## WORK REQUIRED
Lines below that include the word "visited" should each be copied.

[MATERIAL PROVIDED]

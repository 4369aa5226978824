//! Loading entrypoint for layer files and their `extends` chains.

use camino::Utf8PathBuf;
use tracing::debug;

use std::collections::HashSet;
use std::path::{Path, PathBuf};
use std::sync::Arc;

use crate::{ConfigLayer, DocsError, DocsResult};

use super::error::{file_error, invalid_input, not_found};
use super::extends::{get_extends, strip_extends_key};
use super::parser::parse_layer_by_format;
use super::path::{canonicalise, normalise_cycle_key, resolve_base_path};

/// Load the layer file at `path` together with the files it extends.
///
/// Layers are returned ancestor-first: the root of the `extends` chain comes
/// first and the file at `path` last, each as its own
/// [`crate::LayerProvenance::File`] layer. The `extends` key itself is
/// stripped from every layer.
///
/// # Examples
///
/// ```rust,no_run
/// use docs_config::{file::load_layer_file, resolve};
/// use std::path::Path;
///
/// # fn run() -> docs_config::DocsResult<()> {
/// let layers = load_layer_file(Path::new("docs/conf/oslo.toml"))?;
/// let store = resolve(layers)?;
/// println!("building {} docs", store.settings()?.project);
/// # Ok(())
/// # }
/// ```
///
/// # Errors
///
/// Returns a [`DocsError::File`] when a file is missing, unreadable or fails
/// to parse, or when `extends` is malformed, and
/// [`DocsError::CyclicExtends`] when the chain loops.
pub fn load_layer_file(path: &Path) -> DocsResult<Vec<ConfigLayer>> {
    if !path.is_file() {
        return Err(not_found(path, "layer file does not exist"));
    }
    let mut visited = HashSet::new();
    let mut stack = Vec::new();
    let mut layers = Vec::new();
    load_chain(path, &mut visited, &mut stack, &mut layers)?;
    Ok(layers)
}

fn load_chain(
    path: &Path,
    visited: &mut HashSet<PathBuf>,
    stack: &mut Vec<PathBuf>,
    layers: &mut Vec<ConfigLayer>,
) -> DocsResult<()> {
    let canonical = canonicalise(path)?;
    let normalised = normalise_cycle_key(&canonical);
    if !visited.insert(normalised.clone()) {
        let mut cycle: Vec<String> = stack.iter().map(|p| p.display().to_string()).collect();
        cycle.push(canonical.display().to_string());
        return Err(Arc::new(DocsError::CyclicExtends {
            cycle: cycle.join(" -> "),
        }));
    }
    stack.push(canonical.clone());
    let result = load_file_and_parents(&canonical, visited, stack, layers);
    visited.remove(&normalised);
    stack.pop();
    result
}

fn load_file_and_parents(
    canonical: &Path,
    visited: &mut HashSet<PathBuf>,
    stack: &mut Vec<PathBuf>,
    layers: &mut Vec<ConfigLayer>,
) -> DocsResult<()> {
    let data = std::fs::read_to_string(canonical).map_err(|e| file_error(canonical, e))?;
    let mut value = parse_layer_by_format(canonical, &data)?;

    if let Some(base) = get_extends(&value, canonical)? {
        let parent = resolve_base_path(canonical, base)?;
        if !parent.is_file() {
            return Err(invalid_input(
                &parent,
                "extended path is not a regular file",
            ));
        }
        load_chain(&parent, visited, stack, layers)?;
    }
    strip_extends_key(&mut value);

    let utf8_path = to_utf8_path(canonical);
    debug!(path = %utf8_path, depth = stack.len(), "loaded layer file");
    layers.push(ConfigLayer::file(value, utf8_path));
    Ok(())
}

/// Convert a canonical path to a UTF-8 path, falling back to lossy conversion.
fn to_utf8_path(canonical: &Path) -> Utf8PathBuf {
    Utf8PathBuf::from_path_buf(canonical.to_path_buf())
        .unwrap_or_else(|p| Utf8PathBuf::from(p.to_string_lossy().into_owned()))
}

[/MATERIAL PROVIDED]

## ANSWER TO THE EXERCISE
    let mut visited = HashSet::new();
    load_chain(path, &mut visited, &mut stack, &mut layers)?;
    visited: &mut HashSet<PathBuf>,
    if !visited.insert(normalised.clone()) {
    let result = load_file_and_parents(&canonical, visited, stack, layers);
    visited.remove(&normalised);
    visited: &mut HashSet<PathBuf>,
        load_chain(&parent, visited, stack, layers)?;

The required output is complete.